An electroosmotic pump (EOP), or EO pump, is used for generating flow or pressure by use of an electric field.  One application of this is removing liquid flooding water from channels and gas diffusion layers and direct hydration of the proton exchange membrane in the membrane electrode assembly (MEA) of the proton exchange membrane fuel cells.

Principle
Electroosmotic pumps are fabricated from silica nanospheres or hydrophilic porous glass, the pumping mechanism is generated by an external electric field applied on an electric double layer (EDL), generates high pressures (e.g., more than 340 atm (34 MPa) at 12 kV applied potentials) and high flow rates (e.g., 40 ml/min at 100 V in a pumping structure less than 1 cm³ in volume).

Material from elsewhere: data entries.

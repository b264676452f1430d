//! Splitter capability and its strategy implementations.
//!
//! Ownership model:
//! - `Splitter` is the single contract every item-dimension strategy fulfils.
//! - Strategies own only their configuration (thresholds, injected
//!   providers); all per-call state lives on the stack.
//! - `TaskSplitter` partitions label columns instead of items and therefore
//!   exposes `split_tasks` rather than `Splitter::split`.

use crate::constants::folds::{FOLD_SEED_OFFSET, MIN_FOLDS};
use crate::data::Dataset;
use crate::errors::SplitError;
use crate::hash::derive_seed;
use crate::splits::{SplitAssignment, SplitFractions};
use crate::types::{ItemIndex, TaskIndex};

/// Farthest-point (MaxMin) splitter.
pub mod maxmin;
/// Similarity clustering (Butina) splitter.
pub mod butina;
/// Group (scaffold) and random-group splitters.
pub mod group;
/// Dataset-order splitter.
pub mod index;
/// Numeric-attribute ordered splitter.
pub mod numeric;
/// Seeded random splitter.
pub mod random;
/// Caller-specified splitter.
pub mod specified;
/// Positive-class stratified splitters.
pub mod stratified;
/// Label-column splitter.
pub mod task;

pub use butina::ButinaSplitter;
pub use group::{GroupOrder, GroupSplitter};
pub use index::IndexSplitter;
pub use maxmin::{FarthestPointSampler, MaxMinSplitter};
pub use numeric::NumericOrderSplitter;
pub use random::RandomSplitter;
pub use specified::{SpecifiedSplitter, UnlistedItems};
pub use stratified::{StratifiedSplitter, StratifyMode};
pub use task::TaskSplitter;

/// Per-call split parameters.
#[derive(Clone, Copy, Debug, PartialEq)]
pub struct SplitRequest {
    /// Requested bucket fractions; the remainder is discarded.
    pub fractions: SplitFractions,
    /// Seed for every randomized choice made by the strategy.
    pub seed: u64,
    /// Label column used by single-task strategies.
    pub task_index: Option<TaskIndex>,
}

impl SplitRequest {
    /// Request with no task index.
    pub fn new(fractions: SplitFractions, seed: u64) -> Self {
        Self {
            fractions,
            seed,
            task_index: None,
        }
    }

    /// Label column for single-task strategies.
    pub fn with_task_index(mut self, task: TaskIndex) -> Self {
        self.task_index = Some(task);
        self
    }

    /// Check the request against `dataset` and return validated fractions.
    pub fn validate(&self, dataset: &Dataset) -> Result<SplitFractions, SplitError> {
        require_items(dataset)?;
        if let Some(task) = self.task_index
            && task >= dataset.n_tasks()
        {
            return Err(SplitError::config(format!(
                "task_index {task} is out of range for a dataset with {} tasks",
                dataset.n_tasks()
            )));
        }
        self.fractions.validated()
    }
}

pub(crate) fn require_items(dataset: &Dataset) -> Result<(), SplitError> {
    if dataset.is_empty() {
        return Err(SplitError::config("cannot split an empty dataset"));
    }
    Ok(())
}

/// Strategy that partitions a dataset's items into split buckets.
///
/// Implementations must be pure: identical dataset and request produce an
/// identical assignment.
pub trait Splitter: Send + Sync {
    /// Short strategy name used in logs and summaries.
    fn name(&self) -> &'static str;

    /// Partition `dataset` according to `request`.
    fn split(
        &self,
        dataset: &Dataset,
        request: &SplitRequest,
    ) -> Result<SplitAssignment, SplitError>;

    /// Whether [`Splitter::k_fold`] is meaningful for this strategy.
    fn supports_k_fold(&self) -> bool {
        true
    }

    /// Produce `k` folds; each item is in the validation bucket of exactly one.
    ///
    /// Fold `i` is carved off the not-yet-assigned items by splitting them
    /// `1/(k-i)` versus the rest with this same strategy, so grouping and
    /// stratification guarantees carry over to folds. The request's
    /// fractions are ignored.
    fn k_fold(
        &self,
        dataset: &Dataset,
        k: usize,
        request: &SplitRequest,
    ) -> Result<Vec<SplitAssignment>, SplitError> {
        if !self.supports_k_fold() {
            return Err(SplitError::unsupported(format!(
                "{} splitting does not support k-fold",
                self.name()
            )));
        }
        require_items(dataset)?;
        if k < MIN_FOLDS {
            return Err(SplitError::config(format!(
                "k-fold needs at least {MIN_FOLDS} folds, got {k}"
            )));
        }
        if k > dataset.len() {
            return Err(SplitError::insufficient(format!(
                "cannot build {k} folds from {} items",
                dataset.len()
            )));
        }

        let mut remaining: Vec<ItemIndex> = (0..dataset.len()).collect();
        let mut members: Vec<Vec<ItemIndex>> = Vec::with_capacity(k);
        for fold in 0..k - 1 {
            let share = 1.0 / (k - fold) as f64;
            let inner = SplitRequest {
                fractions: SplitFractions::new(share, 1.0 - share, 0.0),
                seed: derive_seed(request.seed, FOLD_SEED_OFFSET, fold),
                task_index: request.task_index,
            };
            let subset = dataset.subset(&remaining)?;
            let part = self.split(&subset, &inner)?;
            let picked: Vec<ItemIndex> = part.train.iter().map(|&idx| remaining[idx]).collect();
            if picked.is_empty() {
                return Err(SplitError::insufficient(format!(
                    "fold {fold} of {k} would be empty under {} splitting",
                    self.name()
                )));
            }
            remaining = part
                .validation
                .iter()
                .chain(&part.test)
                .chain(&part.discarded)
                .map(|&idx| remaining[idx])
                .collect();
            members.push(picked);
        }
        if remaining.is_empty() {
            return Err(SplitError::insufficient(format!(
                "fold {} of {k} would be empty under {} splitting",
                k - 1,
                self.name()
            )));
        }
        members.push(remaining);

        Ok((0..k)
            .map(|fold| {
                let train = members
                    .iter()
                    .enumerate()
                    .filter(|(other, _)| *other != fold)
                    .flat_map(|(_, indices)| indices.iter().copied())
                    .collect();
                SplitAssignment::from_buckets(
                    [train, members[fold].clone(), Vec::new()],
                    Vec::new(),
                )
            })
            .collect())
    }
}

EO pumps are compact, have no moving parts, and scale favorably with fuel cell design. The EO pump might drop the parasitic load of water management in fuel cells from 20% to 0.5% of the fuel cell power.

Types

Cascaded electroosmotic pumps
High pressures or high flow rates are obtained by positioning several regular electroosmotic pumps in series or parallel respectively.

Porous electroosmotic pump
Pumps based on porous media can be created using sintered glass or microporous polymer membranes  with appropriate surface chemistry.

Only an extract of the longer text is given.